Но когда же слово закон разошлось в смысловом значении со словом обычай? Видимо это произошло в тот момент, когда на Руси стало распространяться византийское право. Переводчики греческой литературы встречали слово νομος в смысле императорских постановлений. Передать его значение на русский язык словом обычай было неудобно, так как «греческое право вносило новые начала, к которым у нас не было привычки»[97]. Слово же закон такого неудобства не представляло, поэтому νομος стали переводить как закон. Например, в кормчих книгах извлечения из постановлений императора Юстиниана носят название «Юстиниана Царя закон» и т. п. Слово же покон в народе и в наше время употребляют в смысле обычай (ведется из покон века). Хотя в Древней Руси слово покон обозначало еще и княжеские распоряжения. В этом смысле в ст. 7 Русской Правды Троицкого списка говорится о «поконах вирных», то есть тарифах пошлин для чиновников княжеской администрации при исполнении ими своих обязанностей[98].

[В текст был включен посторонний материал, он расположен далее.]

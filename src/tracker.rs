// Copyright (c) 2025-2026 Adrian Robinson. Licensed under the AGPL-3.0.
// See LICENSE file in the project root for full license text.

//! Per-replica running state.

use crate::backoff::Backoff;
use crate::indicator::RateWindow;
use crate::sequence::ErrorSequence;
use tokio::time::Instant;

/// All mutable state of one monitor.
///
/// Owned by exactly one [`TargetMonitor`](crate::monitor::TargetMonitor) and
/// moved into its task; never shared, so it needs no synchronization.
#[derive(Debug, Clone)]
pub struct LagTracker {
    /// Previous read/exec positions and poll time, for rate computation.
    pub rate: RateWindow,
    pub backoff: Backoff,
    pub errors: ErrorSequence,
    /// Whether the monitor has seen at least one status.
    pub observed: bool,
}

impl LagTracker {
    pub fn new(now: Instant) -> Self {
        Self {
            rate: RateWindow::new(now),
            backoff: Backoff::default(),
            errors: ErrorSequence::default(),
            observed: false,
        }
    }

    /// Current backoff in seconds.
    pub fn backoff_seconds(&self) -> u32 {
        self.backoff.seconds
    }

    /// Consecutive healthy polls.
    pub fn zero_err_count(&self) -> u32 {
        self.backoff.zero_err_count
    }

    /// Errno of the episode in progress (0 = none).
    pub fn current_error_code(&self) -> u32 {
        self.errors.current_code
    }
}
//! Mock ReplicaConnection for testing.
//!
//! Replays a script of status reads, records every remediation batch and
//! ping, and can be told to fail batches or pings.

use replica_watchdog::error::MonitorError;
use replica_watchdog::replica::{BoxFuture, ReplicaConnection};
use replica_watchdog::status::SlaveStatus;
use std::collections::VecDeque;
use std::sync::atomic::{AtomicBool, AtomicUsize, Ordering};
use std::sync::Arc;
use tokio::sync::RwLock;

/// One scripted `SHOW SLAVE STATUS` result.
#[derive(Debug, Clone)]
pub enum StatusStep {
    Status(SlaveStatus),
    /// The read fails with a connection error carrying this message.
    Fail(String),
}

#[derive(Default)]
struct Inner {
    /// Remaining script. The last step repeats forever.
    script: RwLock<VecDeque<StatusStep>>,
    /// Recorded execute_batch() calls
    batches: RwLock<Vec<String>>,
    /// Number of upcoming batches that fail
    failing_batches: AtomicUsize,
    ping_fails: AtomicBool,
    pings: AtomicUsize,
    status_reads: AtomicUsize,
}

/// Scripted replica. Clones share state, so a test can keep a handle after
/// moving one into a monitor.
///
/// # Example
/// ```rust,ignore
/// let mock = MockReplica::with_statuses([errno(1062), caught_up()]);
/// let mut monitor = monitor_for(mock.clone());
///
/// monitor.poll_once().await;
/// assert_eq!(mock.batches().await.len(), 1);
/// ```
#[derive(Clone, Default)]
pub struct MockReplica {
    inner: Arc<Inner>,
}

impl MockReplica {
    /// A replica that is always caught up.
    pub fn new() -> Self {
        Self::with_statuses([caught_up()])
    }

    pub fn with_statuses(statuses: impl IntoIterator<Item = SlaveStatus>) -> Self {
        let script = statuses.into_iter().map(StatusStep::Status).collect();
        Self {
            inner: Arc::new(Inner {
                script: RwLock::new(script),
                ..Default::default()
            }),
        }
    }

    /// Append a status to the script.
    pub async fn push_status(&self, status: SlaveStatus) {
        self.inner.script.write().await.push_back(StatusStep::Status(status));
    }

    /// Append a failing status read to the script.
    pub async fn push_failure(&self, message: &str) {
        self.inner
            .script
            .write()
            .await
            .push_back(StatusStep::Fail(message.to_string()));
    }

    /// Make the next `n` batches fail.
    pub fn fail_next_batches(&self, n: usize) {
        self.inner.failing_batches.store(n, Ordering::SeqCst);
    }

    pub fn set_ping_fails(&self, fails: bool) {
        self.inner.ping_fails.store(fails, Ordering::SeqCst);
    }

    /// Batches executed so far, including failed ones.
    pub async fn batches(&self) -> Vec<String> {
        self.inner.batches.read().await.clone()
    }

    pub fn ping_count(&self) -> usize {
        self.inner.pings.load(Ordering::SeqCst)
    }

    pub fn status_reads(&self) -> usize {
        self.inner.status_reads.load(Ordering::SeqCst)
    }

    async fn next_step(&self) -> StatusStep {
        let mut script = self.inner.script.write().await;
        if script.len() > 1 {
            script.pop_front().unwrap_or_else(|| StatusStep::Status(SlaveStatus::default()))
        } else {
            script
                .front()
                .cloned()
                .unwrap_or_else(|| StatusStep::Status(SlaveStatus::default()))
        }
    }
}

impl ReplicaConnection for MockReplica {
    fn slave_status(&self) -> BoxFuture<'_, SlaveStatus> {
        Box::pin(async move {
            self.inner.status_reads.fetch_add(1, Ordering::SeqCst);
            match self.next_step().await {
                StatusStep::Status(status) => Ok(status),
                StatusStep::Fail(message) => Err(MonitorError::Connection {
                    target: "mock".to_string(),
                    message,
                }),
            }
        })
    }

    fn execute_batch(&self, batch: String) -> BoxFuture<'_, ()> {
        Box::pin(async move {
            self.inner.batches.write().await.push(batch);

            let failing = self.inner.failing_batches.load(Ordering::SeqCst);
            if failing > 0 {
                self.inner.failing_batches.store(failing - 1, Ordering::SeqCst);
                return Err(MonitorError::Connection {
                    target: "mock".to_string(),
                    message: "Lost connection to server during query".to_string(),
                });
            }
            Ok(())
        })
    }

    fn ping(&self) -> BoxFuture<'_, ()> {
        Box::pin(async move {
            self.inner.pings.fetch_add(1, Ordering::SeqCst);
            if self.inner.ping_fails.load(Ordering::SeqCst) {
                return Err(MonitorError::Connection {
                    target: "mock".to_string(),
                    message: "ping failed".to_string(),
                });
            }
            Ok(())
        })
    }
}

// =============================================================================
// Status Helpers
// =============================================================================

/// Caught up at position 1000, no error.
pub fn caught_up() -> SlaveStatus {
    SlaveStatus {
        errno: 0,
        read_master_log_pos: 1_000,
        exec_master_log_pos: 1_000,
        seconds_behind_master: 0,
    }
}

/// Caught up at position 1000 with the given SQL errno.
pub fn errno(code: u32) -> SlaveStatus {
    SlaveStatus {
        errno: code,
        ..caught_up()
    }
}

pub fn positions(read: i64, exec: i64) -> SlaveStatus {
    SlaveStatus {
        read_master_log_pos: read,
        exec_master_log_pos: exec,
        ..Default::default()
    }
}
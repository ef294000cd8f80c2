// Copyright (c) 2025-2026 Adrian Robinson. Licensed under the AGPL-3.0.
// See LICENSE file in the project root for full license text.

//! Error types for the replica watchdog.
//!
//! Errors are categorized by their source (database, configuration, schema)
//! and carry enough context to be logged once and then either retried or
//! surfaced to the operator.
//!
//! # Error Categories
//!
//! | Error Type | Retryable | Description |
//! |------------|-----------|-------------|
//! | `Database` | Yes | Query/exec failures, dropped connections |
//! | `Timeout` | Yes | A round trip exceeded its configured bound |
//! | `Connection` | Yes | Replica unreachable while connecting |
//! | `Schema` | No | `SHOW SLAVE STATUS` lacks a mandatory column |
//! | `Config` | No | Configuration invalid |
//! | `ConfigIo` | No | Configuration file unreadable |
//! | `ConfigParse` | No | Configuration file is not valid TOML |
//!
//! Replication error codes reported by the server (1062, 1942, ...) are not
//! errors at this level. They are inputs to the remediation dispatcher.

use thiserror::Error;

/// Result type alias for watchdog operations.
pub type Result<T> = std::result::Result<T, MonitorError>;

/// Errors that can occur while monitoring a replica.
#[derive(Error, Debug)]
pub enum MonitorError {
    /// sqlx error while talking to a replica.
    ///
    /// Retryable: the connection layer reconnects on the next acquire.
    #[error("Database error ({operation}): {source}")]
    Database {
        operation: String,
        #[source]
        source: sqlx::Error,
    },

    /// A database round trip did not finish within its bound.
    #[error("Timed out after {after_ms}ms ({operation})")]
    Timeout { operation: String, after_ms: u64 },

    /// Replica unreachable while establishing the initial connection.
    #[error("Connection error ({target}): {message}")]
    Connection { target: String, message: String },

    /// The replication status result set is missing a mandatory column.
    #[error("Incompatible replication status schema: {0}")]
    Schema(String),

    /// Invalid or missing configuration.
    #[error("Configuration error: {0}")]
    Config(String),

    /// Configuration file could not be read.
    #[error("Failed to read config file {path}: {source}")]
    ConfigIo {
        path: String,
        #[source]
        source: std::io::Error,
    },

    /// Configuration file is not valid TOML or has mistyped values.
    #[error("Failed to parse config: {0}")]
    ConfigParse(#[from] toml::de::Error),
}

impl MonitorError {
    /// Create a database error tagged with the operation that failed.
    pub fn database(operation: impl Into<String>, source: sqlx::Error) -> Self {
        Self::Database {
            operation: operation.into(),
            source,
        }
    }

    /// Create a timeout error for an operation bounded by `after`.
    pub fn timeout(operation: impl Into<String>, after: std::time::Duration) -> Self {
        Self::Timeout {
            operation: operation.into(),
            after_ms: after.as_millis() as u64,
        }
    }

    /// Check if this error is retryable
    pub fn is_retryable(&self) -> bool {
        match self {
            Self::Database { .. } => true,
            Self::Timeout { .. } => true,
            Self::Connection { .. } => true,
            Self::Schema(_) => false, // Server version we don't understand
            Self::Config(_) => false,
            Self::ConfigIo { .. } => false,
            Self::ConfigParse(_) => false,
        }
    }
}
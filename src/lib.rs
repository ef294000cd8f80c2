// Copyright (c) 2025-2026 Adrian Robinson. Licensed under the AGPL-3.0.
// See LICENSE file in the project root for full license text.

//! # Replica Watchdog
//!
//! Watches MariaDB replicas and fixes the replication failures that have a
//! known, safe fix.
//!
//! ## Architecture
//!
//! One monitor task per replica. Monitors share nothing but read-only
//! configuration:
//!
//! ```text
//! ┌───────────────────────────────────────────────────────────────────────┐
//! │                          TargetMonitor (per replica)                  │
//! │                                                                       │
//! │  ┌──────────────┐    ┌────────────┐    ┌───────────────────────────┐  │
//! │  │ SlaveStatus  │───►│ Indicator  │───►│ Action: skip / optimize / │  │
//! │  │ (SHOW SLAVE  │    │ (lag trend)│    │ reset_position / none     │  │
//! │  │  STATUS)     │    └────────────┘    └───────────────────────────┘  │
//! │  └──────────────┘                                   │                 │
//! │                                                     ▼                 │
//! │                     ┌────────────────┐    ┌───────────────────────┐   │
//! │                     │ ErrorSequence  │    │ Backoff               │   │
//! │                     │ (log episodes) │    │ (poll pacing)         │   │
//! │                     └────────────────┘    └───────────────────────┘   │
//! └───────────────────────────────────────────────────────────────────────┘
//! ```
//!
//! ## Remediations
//!
//! | Condition | Action |
//! |-----------|--------|
//! | `Exec_Master_Log_Pos > Read_Master_Log_Pos` | `CHANGE MASTER TO master_log_pos=N` |
//! | errno 1062 (duplicate key) | skip one transaction |
//! | errno 1942 (parallel apply exhausted) | retune parallel apply |
//!
//! While a fix keeps being needed the monitor polls every 25ms. A healthy
//! replica is polled progressively less often, up to once per
//! `max_backoff_seconds`.
//!
//! ## Usage
//!
//! ```rust,no_run
//! use replica_watchdog::{monitor, WatchdogConfig};
//!
//! #[tokio::main]
//! async fn main() -> anyhow::Result<()> {
//!     let config = WatchdogConfig::load("config.toml")?;
//!     let failed = monitor::run_all(config).await;
//!     eprintln!("{} monitor(s) failed", failed);
//!     Ok(())
//! }
//! ```

pub mod backoff;
pub mod config;
pub mod error;
pub mod indicator;
pub mod logging;
pub mod metrics;
pub mod monitor;
pub mod remediation;
pub mod replica;
pub mod sequence;
pub mod status;
pub mod tracker;

// Re-exports for convenience
pub use config::{ConnectionSettings, GlobalConfig, PollIntervals, Target, WatchdogConfig};
pub use error::{MonitorError, Result};
pub use indicator::Indicator;
pub use monitor::{MonitorEvent, PollOutcome, PollReport, TargetMonitor};
pub use remediation::Action;
pub use replica::{MariaDbReplica, ReplicaConnection};
pub use status::SlaveStatus;
pub use tracker::LagTracker;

И здесь в целях проведения адекватного анализа становления правового регулятора в человеческом обществе нам бы хотелось заострить внимание на одной принципиальной особенности этого процесса. Для обеспечения и осуществления правил поведения в обществе были необходимы способы контроля за их выполнением. Если в первобытный период в роли контролера выступало общество в целом, группы, либо общественные лидеры, то на стадии разложения первобытного общества появилась необходимость в осуществлении данной функции специально назначенными лицами или целыми социальными институтами (например, армией). Для поддержания норм права, разрешения конфликтов и наказания нарушителей уже требовалась совершенно другая система, нежели система первобытного самоуправства, которая постепенно и уступила место институту посреднического суда.